Data for processing:
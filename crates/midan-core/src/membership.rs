//! The membership state machine: create a team, join a public team, join a
//! private team with its code.
//!
//! Per (user, event) a user moves from no team to exactly one team and never
//! back. Every operation validates all of its guards before touching state,
//! so a failed call leaves the roster and the memberships untouched.

use chrono::{DateTime, Utc};
use serde::{Deserialize, Serialize};
use std::collections::BTreeMap;
use std::ops::RangeInclusive;
use tracing::info;

use crate::error::MidanError;
use crate::model::{Address, Memberships, Privacy, Team};

/// First id handed out to user-created teams; seeded teams sit below it.
pub const FIRST_TEAM_ID: u64 = 101;

/// Accepted join-code lengths, in characters.
pub const JOIN_CODE_LEN: RangeInclusive<usize> = 8..=12;

/// Accepted member caps for new teams.
pub const MEMBER_CAP: RangeInclusive<u32> = 3..=50;

/// Minimum description length, in characters, after trimming.
pub const MIN_DESCRIPTION_LEN: usize = 10;

/// Form input of the create-team action. Text fields are trimmed before
/// validation and stored trimmed.
#[derive(Debug, Clone, PartialEq, Eq, Serialize, Deserialize)]
pub struct CreateTeamParams {
    pub name: String,
    pub description: String,
    pub privacy: Privacy,
    /// Only read for private teams.
    #[serde(default)]
    pub join_code: String,
    pub max_members: u32,
}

Work item:
Your answer should be an exact copy of the lines from the one with "use std::ops::RangeInclusive;" through the end of the material, with no other lines.

Answer to this exercise:
use std::ops::RangeInclusive;
use tracing::info;

use crate::error::MidanError;
use crate::model::{Address, Memberships, Privacy, Team};

/// First id handed out to user-created teams; seeded teams sit below it.
pub const FIRST_TEAM_ID: u64 = 101;

/// Accepted join-code lengths, in characters.
pub const JOIN_CODE_LEN: RangeInclusive<usize> = 8..=12;

/// Accepted member caps for new teams.
pub const MEMBER_CAP: RangeInclusive<u32> = 3..=50;

/// Minimum description length, in characters, after trimming.
pub const MIN_DESCRIPTION_LEN: usize = 10;

/// Form input of the create-team action. Text fields are trimmed before
/// validation and stored trimmed.
#[derive(Debug, Clone, PartialEq, Eq, Serialize, Deserialize)]
pub struct CreateTeamParams {
    pub name: String,
    pub description: String,
    pub privacy: Privacy,
    /// Only read for private teams.
    #[serde(default)]
    pub join_code: String,
    pub max_members: u32,
}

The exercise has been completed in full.